In this guide, we’ll take a closer look at four of the most effective methods you can use to find out whether a basketball card is a reprint or not. We’ll also look to answer a few of the frequently asked questions.
1) Thoroughly Research The Seller
The first thing you can do is research the seller. You should do this before you purchase any basketball cards online.
It’s important to make sure the seller is legitimate because you don’t want to buy from someone who has a history of selling reprints that are passed off as originals.
There are some online sites such as eBay which require sellers to list cards as reprints if they’re unable to fully authenticate them. Therefore, it’s essential that you make sure the seller has the sufficient proof you need.
One of the best ways to research the legitimacy and trustworthiness of the seller is to check their feedback and see if they have a minimum of 9.5% positive ratings.
Scroll through all their feedback comments, especially the negative ones. If they have their feedback hidden, this isn’t a good sign.
It’s also a good idea to check the seller’s other sold items. For example, if they’ve sold more than one of the cards that you’re interested in, there’s every chance that it’s a reprint or counterfeit card.
2) Carefully Examine The Card
It’s imperative that you carefully examine the card and compare it to a genuine original. This is because reprints are a reprint of the original card, but released at a later date.
While they might look incredibly similar to the original, there are often certain features added.
For example, some cards might have the word “reprint” printed on the card somewhere, while several basketball companies reproduce cards to sell in a package later – which is often a telling sign.
It’s worth keeping in mind that a counterfeit card can often be more difficult to spot than a reprint.
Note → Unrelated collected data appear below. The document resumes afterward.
/// Calibrate a single camera from views of a planar board.
///
/// The camera matrix is initialised in closed form from the board homographies, every
/// board pose is estimated for that camera and all parameters are refined jointly by
/// minimizing the reprojection error.
///
/// # Arguments
///
/// * `object_points` - Board corners of each view in board coordinates (z = 0).
/// * `image_points` - The matching detected corners of each view in pixels.
/// * `image_size` - Size of the calibrated images.
/// * `flags` - Parameters held constant during the refinement.
/// * `solver` - Settings of the non-linear solver.
///
/// # Errors
///
/// Fails on empty or mismatched observations, non planar boards, and when the views do
/// not constrain the model.
pub fn calibrate_camera(
    object_points: &[Vec<[f64; 3]>],
    image_points: &[Vec<[f64; 2]>],
    image_size: ImageSize,
    flags: &IntrinsicFlags,
    solver: &LevenbergMarquardt,
) -> Result<IntrinsicCalibration, CalibError> {
    let num_views = validate_views(object_points, image_points)?;
    if image_size.width == 0 || image_size.height == 0 {
        return Err(CalibError::Degenerate(format!("empty image size {image_size}")));
    }
    if num_views < 3 {
        log::warn!("calibrating with only {num_views} views, the result may be unstable");
    }

    let camera = initial_camera(object_points, image_points, image_size, flags)?;
    let initial = IntrinsicModel {
        camera,
        distortion: PolynomialDistortion::default(),
    };
    log::debug!(
        "initial camera: fx {:.3} fy {:.3} cx {:.3} cy {:.3}",
        camera.fx,
        camera.fy,
        camera.cx,
        camera.cy
    );

    let mut params = Vec::with_capacity(NUM_INTRINSIC_PARAMS + NUM_POSE_PARAMS * num_views);
    params.extend_from_slice(&initial.to_params());
    for (obj, img) in object_points.iter().zip(image_points) {
        let (rvec, tvec) = estimate_view_pose(&initial, obj, img, solver)?;
        params.extend_from_slice(&rvec);
        params.extend_from_slice(&tvec);
    }

    let aspect_ratio = flags
        .fix_aspect_ratio
        .then_some(camera.fx / camera.fy);
    let problem = ReprojectionProblem::new(object_points, image_points, aspect_ratio);
    let mut fixed = vec![false; params.len()];
    fixed[..NUM_INTRINSIC_PARAMS].copy_from_slice(&flags.fixed_mask());

    let summary = solver.minimize(&problem, &mut params, &fixed)?;
    log::debug!(
        "intrinsic refinement: cost {:.6e} -> {:.6e} in {} iterations ({:?})",
        summary.initial_cost,
        summary.final_cost,
        summary.iterations,
        summary.termination_reason
    );

    if params.iter().any(|p| !p.is_finite()) {
        return Err(CalibError::Degenerate("non-finite camera parameters".into()));
    }
    let model = problem.model(&params);
    if model.camera.fx <= 0.0 || model.camera.fy <= 0.0 {
        return Err(CalibError::Degenerate(format!(
            "non-positive focal length ({}, {})",
            model.camera.fx, model.camera.fy
        )));
    }

    let mut rotations = Vec::with_capacity(num_views);
    let mut translations = Vec::with_capacity(num_views);
    let mut per_view_errors = Vec::with_capacity(num_views);
    let (mut total_error, mut total_points) = (0.0, 0usize);
    for (view, (obj, img)) in object_points.iter().zip(image_points).enumerate() {
        let pose = &params[NUM_INTRINSIC_PARAMS + NUM_POSE_PARAMS * view..][..NUM_POSE_PARAMS];
        let rvec = [pose[0], pose[1], pose[2]];
        let tvec = [pose[3], pose[4], pose[5]];
        let err = view_squared_error(&model, &rvec, &tvec, obj, img);
        per_view_errors.push((err / obj.len() as f64).sqrt());
        total_error += err;
        total_points += obj.len();
        rotations.push(rvec);
        translations.push(tvec);
    }
    let rms_error = (total_error / total_points as f64).sqrt();

    log::info!(
        "calibrated camera from {num_views} views: rms {rms_error:.4} px, fx {:.2} fy {:.2} cx {:.2} cy {:.2}",
        model.camera.fx,
        model.camera.fy,
        model.camera.cx,
        model.camera.cy
    );
    if rms_error > 1.0 {
        log::warn!("high reprojection error {rms_error:.3} px");
    }

    Ok(IntrinsicCalibration {
        model,
        image_size,
        rms_error,
        per_view_errors,
        rotations,
        translations,
    })
}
Unlike reprints, counterfeit cards are made to look identical to the original, so you’ll need to study it closely to make sure the typeface, the font, and the color are all the same.
3) Don’t Trust Cards In Screwdown Holders
If a card is being sold in a screwdown holder case and is listed as authentic, there’s a good chance that the seller isn’t telling the truth.
This is because some sellers believe that this makes the card look more authentic, however it’s an immediate red flag, and gives you more reason to research them further.
This isn’t to say that you can’t find some legitimate cards presented in a screwdown holder. It’s just the majority of them are fake, so it’s a good idea to err on the side of caution.
4) Beware Of Deliberate Aging
Another thing to look out for are “aged” reprints. This is when scammers deliberately soak a reprint in tea or coffee to make it look stained and older.
Once the card dries, it tends to have a wrinkled appearance and a sort of crackling on the surface.
This is a deliberate attempt from sellers to accelerate the aging of a card to make it look like an original.
Therefore, don’t always be fooled by an old-looking card and immediately assume it must be authentic.
Frequently Asked Questions
Can Professionals Identify A Reprint?
Yes, if you ever have any doubts or concerns about a card, you can always take it to a professional who should be able authenticate it and tell you whether it’s a reprint or not.
These professionals are experts in the field, so they know all the tricks of the trade that agers and counterfeits tend to use.
If you’re shopping online and have doubts about the legitimacy of a card, these experts can still help you.
Simply take a screenshot of the card in question and then post it onto a website or forum with professionals who’ll be able to let you know whether it’s a reprint or not.
How To Spot A Fake Fleer Jordan Rookie Card?
There are few sports cards more iconic than a Michael Jordan Fleer 1986-87 rookie card. However, it’s also one of the most counterfeited cards in the industry, so it’s important to make sure you get a genuine one.
Listed below are some of the tips to keep in mind when identifying a fake Jordan card:
- Check the back of the card for the number “JORDAN”
- Look for the copyright symbol
- Compare the numbers to those found on the actual card
- If the card has been altered, check the corners for the signature
- Look for the logo of the company that produced the card
- Check the printing quality
- Check the condition of the card
How To Tell If A Baseball Card Is A Reprint?
First, it’s a good idea to check the back of the card. The first two digits should match the year of the card’s release. For example, a 1987 Topps card would start with 87.
It’s also worth comparing the card to other cards in the set. You’ll notice that most cards in the set have the same design.
Moreover, compare the card to other cards from the same series. If the card looks different, then it’s likely a reprint.
If you really want to be sure, take a look at the edges of the card. Some cards feature a border around the edge.
These borders may vary slightly between cards, but they usually follow a consistent pattern. A reprint won’t have these borders.
The Bottom Line
To conclude, if you’re looking to spend a considerable amount of money on a basketball card, it’s important that it’s original and legitimate.
While there’s nothing wrong with buying a reprint if you’re not into collecting authentic cards, you still need to make sure that you pay reprint pricing and don’t get ripped off.